What you should do
Go over the records and count each line that has the string "QuestionType". Give the number and nothing else.

Source material
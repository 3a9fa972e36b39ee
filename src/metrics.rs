use crate::error::MetricsError;
use crate::loader::ReferenceIndex;
use crate::models::{CategoryMetrics, EvaluationRecord, MetricsReport, QuestionType};
use crate::naming::RunInfo;
use std::collections::BTreeMap;
use tracing::debug;

/// Model name reported when no result carries one
const UNKNOWN_MODEL: &str = "unknown";

/// True when the question id marks an abstention question
pub fn is_abstention(question_id: &str, marker: &str) -> bool {
    question_id.contains(marker)
}

/// Round to 4 decimal places, exact ties go to the even digit
pub fn round4(value: f64) -> f64 {
    (value * 10_000.0).round_ties_even() / 10_000.0
}

/// Mean of the values, `None` for an empty slice
pub fn mean(values: &[f64]) -> Option<f64> {
    if values.is_empty() {
        return None;
    }
    let sum: f64 = values.iter().sum();
    Some(sum / values.len() as f64)
}

/// Turns judged results into a [`MetricsReport`]
pub struct Aggregator<'a> {
    reference: &'a ReferenceIndex,
    abstention_marker: &'a str,
}

impl<'a> Aggregator<'a> {
    pub fn new(reference: &'a ReferenceIndex, abstention_marker: &'a str) -> Self {
        Self {
            reference,
            abstention_marker,
        }
    }

    /// Group 0/1 outcomes by the category of the referenced question.
    ///
    /// Every category gets a bucket, possibly empty. Fails on the first result
    /// whose id is missing from the reference data.
    pub fn bucket_by_category(
        &self,
        results: &[EvaluationRecord],
    ) -> Result<BTreeMap<QuestionType, Vec<f64>>, MetricsError> {
        let mut buckets: BTreeMap<QuestionType, Vec<f64>> =
            QuestionType::ALL.iter().map(|&t| (t, Vec::new())).collect();

        for (index, result) in results.iter().enumerate() {
            let reference = self.reference.get(&result.question_id).ok_or_else(|| {
                MetricsError::MissingReference {
                    question_id: result.question_id.clone(),
                    position: index + 1,
                }
            })?;

            buckets
                .entry(reference.question_type)
                .or_default()
                .push(result.outcome());
        }

        Ok(buckets)
    }

    /// Outcomes of the results that belong to the abstention subset
    pub fn abstention_outcomes(&self, results: &[EvaluationRecord]) -> Vec<f64> {
        results
            .iter()
            .filter(|r| is_abstention(&r.question_id, self.abstention_marker))
            .map(EvaluationRecord::outcome)
            .collect()
    }

    /// Compute the full report for one results file
    pub fn compute_report(
        &self,
        results: &[EvaluationRecord],
        run: &RunInfo,
    ) -> Result<MetricsReport, MetricsError> {
        if results.is_empty() {
            return Err(MetricsError::NoResults {
                input_file: run.input_file.clone(),
            });
        }

        let buckets = self.bucket_by_category(results)?;
        let evaluation_results_by_task = self.summarize_categories(&buckets);
        let task_averaged_accuracy = self.calculate_task_average(&buckets);

        let outcomes: Vec<f64> = results.iter().map(EvaluationRecord::outcome).collect();
        let overall_accuracy = mean(&outcomes).map(round4).unwrap_or_default();

        let abstention = self.abstention_outcomes(results);
        let abstention_accuracy = mean(&abstention).map(round4).unwrap_or(0.0);

        let model_used = results
            .first()
            .map(|r| r.autoeval_label.model.clone())
            .unwrap_or_else(|| UNKNOWN_MODEL.to_string());

        Ok(MetricsReport {
            evaluation_results_by_task,
            task_averaged_accuracy,
            overall_accuracy,
            abstention_accuracy,
            abstention_count: abstention.len(),
            total_questions: results.len(),
            timestamp: run.timestamp.clone(),
            input_file: run.input_file.clone(),
            model_used,
        })
    }

    /// Per-category accuracy and count; empty categories have no accuracy
    fn summarize_categories(
        &self,
        buckets: &BTreeMap<QuestionType, Vec<f64>>,
    ) -> BTreeMap<QuestionType, CategoryMetrics> {
        buckets
            .iter()
            .map(|(&question_type, outcomes)| {
                debug!(category = %question_type, count = outcomes.len(), "category bucket");
                let metrics = CategoryMetrics {
                    accuracy: mean(outcomes).map(round4),
                    count: outcomes.len(),
                };
                (question_type, metrics)
            })
            .collect()
    }

    /// Unweighted mean of the populated category means
    fn calculate_task_average(&self, buckets: &BTreeMap<QuestionType, Vec<f64>>) -> f64 {
        let category_means: Vec<f64> = buckets.values().filter_map(|v| mean(v)).collect();
        mean(&category_means).map(round4).unwrap_or_default()
    }
}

Expected output
7